Effect of Cd ²⁺ on the removal of Zn ²⁺

In contrast to the results of above section, the presence of Cd²⁺ promotes the removal of Zn²⁺ in solution. As a result, in the binary Zn²⁺/Cd²⁺ system the remediation of Zn²⁺ by aged Fe⁰ is almost completed after 0.2 days which corresponds to approx. 4 h while in the absence of Cd²⁺ such result is achieved after 3 days (Fig. 3c).
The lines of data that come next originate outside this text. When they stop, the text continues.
use anyhow::{anyhow, Context, Result};
use async_trait::async_trait;
use std::process::Stdio;
use std::time::Duration;
use tokio::io::{AsyncReadExt, BufReader};
use tokio::process::{Child, ChildStdout, Command};
use tracing::{debug, info, warn};

use super::registry::redact_url;
use super::{Frame, VideoSource, VideoSourceFactory};
use crate::config::CaptureConfig;
use gatewatch_common::CameraConfig;

const OPEN_TIMEOUT: Duration = Duration::from_secs(10);

/// Opens streams by piping them through an `ffmpeg` child process that emits
/// raw BGR24 frames at a fixed size.
pub struct FfmpegSourceFactory {
    ffmpeg_path: String,
    width: u32,
    height: u32,
}

impl FfmpegSourceFactory {
    pub fn new(config: &CaptureConfig) -> Self {
        Self {
            ffmpeg_path: config.ffmpeg_path.clone(),
            width: config.width,
            height: config.height,
        }
    }

    fn build_command(&self, url: &str) -> Command {
        let mut cmd = Command::new(&self.ffmpeg_path);
        cmd.args(["-hide_banner", "-loglevel", "error", "-nostdin"]);
        if url.starts_with("rtsp://") || url.starts_with("rtsps://") {
            cmd.args(["-rtsp_transport", "tcp"]);
        }
        cmd.args(["-i", url])
            .args([
                "-vf",
                &format!("scale={}:{}", self.width, self.height),
                "-pix_fmt",
                "bgr24",
                "-f",
                "rawvideo",
                "-",
            ])
            .stdin(Stdio::null())
            .stdout(Stdio::piped())
            .stderr(Stdio::null())
            .kill_on_drop(true);
        cmd
    }
}

#[async_trait]
impl VideoSourceFactory for FfmpegSourceFactory {
    async fn open(&self, config: &CameraConfig) -> Result<Box<dyn VideoSource>> {
        info!(camera = %config.code, "Opening stream {}", redact_url(&config.stream_url));

        let mut child = self
            .build_command(&config.stream_url)
            .spawn()
            .context("failed to spawn ffmpeg")?;
        let stdout = child
            .stdout
            .take()
            .ok_or_else(|| anyhow!("failed to capture ffmpeg stdout"))?;

        let mut source = FfmpegSource {
            child: Some(child),
            reader: BufReader::new(stdout),
            buffer: vec![0; Frame::byte_len(self.width, self.height)],
            width: self.width,
            height: self.height,
            has_frame: false,
        };

        // An unreachable stream never produces a first frame.
        match tokio::time::timeout(OPEN_TIMEOUT, source.grab()).await {
            Ok(true) => Ok(Box::new(source)),
            Ok(false) => {
                source.release().await;
                Err(anyhow!("stream ended before the first frame"))
            }
            Err(_) => {
                source.release().await;
                Err(anyhow!("no frame within {:?}", OPEN_TIMEOUT))
            }
        }
    }
}

pub struct FfmpegSource {
    child: Option<Child>,
    reader: BufReader<ChildStdout>,
    buffer: Vec<u8>,
    width: u32,
    height: u32,
    has_frame: bool,
}

#[async_trait]
impl VideoSource for FfmpegSource {
    async fn grab(&mut self) -> bool {
        match self.reader.read_exact(&mut self.buffer).await {
            Ok(_) => {
                self.has_frame = true;
                true
            }
            Err(e) => {
                debug!("ffmpeg read failed: {}", e);
                self.has_frame = false;
                false
            }
        }
    }

    async fn retrieve(&mut self) -> Option<Frame> {
        if !self.has_frame {
            return None;
        }
        Some(Frame::new(self.buffer.clone(), self.width, self.height))
    }

    async fn release(&mut self) {
        self.has_frame = false;
        if let Some(mut child) = self.child.take() {
            if let Err(e) = child.kill().await {
                warn!("Failed to stop ffmpeg process: {}", e);
            }
        }
    }
}

#[cfg(test)]
mod tests {
    use super::*;

    #[test]
    fn test_rtsp_streams_are_forced_to_tcp() {
        let factory = FfmpegSourceFactory::new(&CaptureConfig::default());
        let cmd = factory.build_command("rtsp://10.0.0.5/live");
        let args: Vec<String> = cmd
            .as_std()
            .get_args()
            .map(|a| a.to_string_lossy().into_owned())
            .collect();
        assert!(args.windows(2).any(|w| w[0] == "-rtsp_transport" && w[1] == "tcp"));
        assert!(args.contains(&"scale=1280:720".to_string()));

        let cmd = factory.build_command("http://10.0.0.5/mjpeg");
        assert!(!cmd.as_std().get_args().any(|a| a == "-rtsp_transport"));
    }
}
use thiserror::Error;

#[derive(Error, Debug)]
pub enum PerceptionError {
    #[error("Camera error: {0}")]
    CameraError(String),

    #[error("Inference error: {0}")]
    InferenceError(String),

    #[error("Messaging error: {0}")]
    MessagingError(String),

    #[error("Configuration error: {0}")]
    ConfigError(String),

    #[error("Registry error: {0}")]
    RegistryError(String),

    #[error("Processing error: {0}")]
    ProcessingError(String),

    #[error("IO error: {0}")]
    IoError(#[from] std::io::Error),

    #[error("Serialization error: {0}")]
    SerializationError(String),

    #[error("Timeout: {0}")]
    Timeout(String),
}

impl From<redis::RedisError> for PerceptionError {
    fn from(error: redis::RedisError) -> Self {
        PerceptionError::MessagingError(error.to_string())
    }
}

impl From<reqwest::Error> for PerceptionError {
    fn from(error: reqwest::Error) -> Self {
        if error.is_timeout() {
            PerceptionError::Timeout(error.to_string())
        } else {
            PerceptionError::RegistryError(error.to_string())
        }
    }
}

impl From<config::ConfigError> for PerceptionError {
    fn from(error: config::ConfigError) -> Self {
        PerceptionError::ConfigError(error.to_string())
    }
}

impl From<serde_json::Error> for PerceptionError {
    fn from(error: serde_json::Error) -> Self {
        PerceptionError::SerializationError(error.to_string())
    }
}

impl From<image::ImageError> for PerceptionError {
    fn from(error: image::ImageError) -> Self {
        PerceptionError::InferenceError(error.to_string())
    }
}

impl From<prometheus::Error> for PerceptionError {
    fn from(error: prometheus::Error) -> Self {
        PerceptionError::ConfigError(format!("metrics: {}", error))
    }
}

impl From<tokio::time::error::Elapsed> for PerceptionError {
    fn from(error: tokio::time::error::Elapsed) -> Self {
        PerceptionError::Timeout(error.to_string())
    }
}

pub type Result<T> = std::result::Result<T, PerceptionError>;
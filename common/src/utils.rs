use std::time::{SystemTime, UNIX_EPOCH};

/// Wall-clock time as fractional unix seconds.
pub fn current_timestamp_secs() -> f64 {
    SystemTime::now()
        .duration_since(UNIX_EPOCH)
        .unwrap_or_default()
        .as_secs_f64()
}

pub fn format_duration(duration: std::time::Duration) -> String {
    let secs = duration.as_secs();
    if secs >= 3600 {
        format!("{}h {}m {}s", secs / 3600, (secs % 3600) / 60, secs % 60)
    } else if secs >= 60 {
        format!("{}m {}s", secs / 60, secs % 60)
    } else {
        format!("{}s", secs)
    }
}

pub fn validate_url(url: &str) -> Result<(), String> {
    const SCHEMES: [&str; 4] = ["http://", "https://", "rtsp://", "rtsps://"];
    let has_host = SCHEMES
        .iter()
        .any(|s| url.strip_prefix(s).map_or(false, |rest| !rest.is_empty()));
    if has_host {
        Ok(())
    } else {
        Err("URL must start with http://, https://, rtsp:// or rtsps://".to_string())
    }
}

pub fn generate_unique_id() -> String {
    uuid::Uuid::new_v4().to_string()
}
The facilitation of Zn²⁺ removal by Cd²⁺ requires detailed studies and will be the subject of our further study.

Fig. 3

Time-dependence of the decrease of the a Zn²⁺, b Cd²⁺ ions during remediation using ZVI at various Zn²⁺:Cd²⁺ ratio. (0.8 g of Fe⁰ prior aged 3 h in 199 cm³ of 0.1 mol/dm³ acetate buffer pH 5.5, in the presence of air oxygen). c Comparison of the time-dependence of the concentration decay of Zn²⁺ and Cd²⁺, both 0.3 mmol/dm³ at the same conditions

The time-dependence of the decrease of the Cd²⁺ ion concentration (in the absence or in the presence of Zn²⁺) depicted in Fig. 3b displays a slight decrease of Cd²⁺ ion concentration during the first day then reaches a pseudo-equilibrium in solution. After 6 days, a new decrease of Cd²⁺ ion concentration is observed. This behavior might be due to the fact that, the FeCPs formed at the equilibrium (after 3 h of aging) are not suitable for the removal of Cd²⁺ but appropriate for Zn²⁺ removal (Fig. 3c). On the other hand, after 6 days, the FeCPs are convenient for the trapping of Cd²⁺.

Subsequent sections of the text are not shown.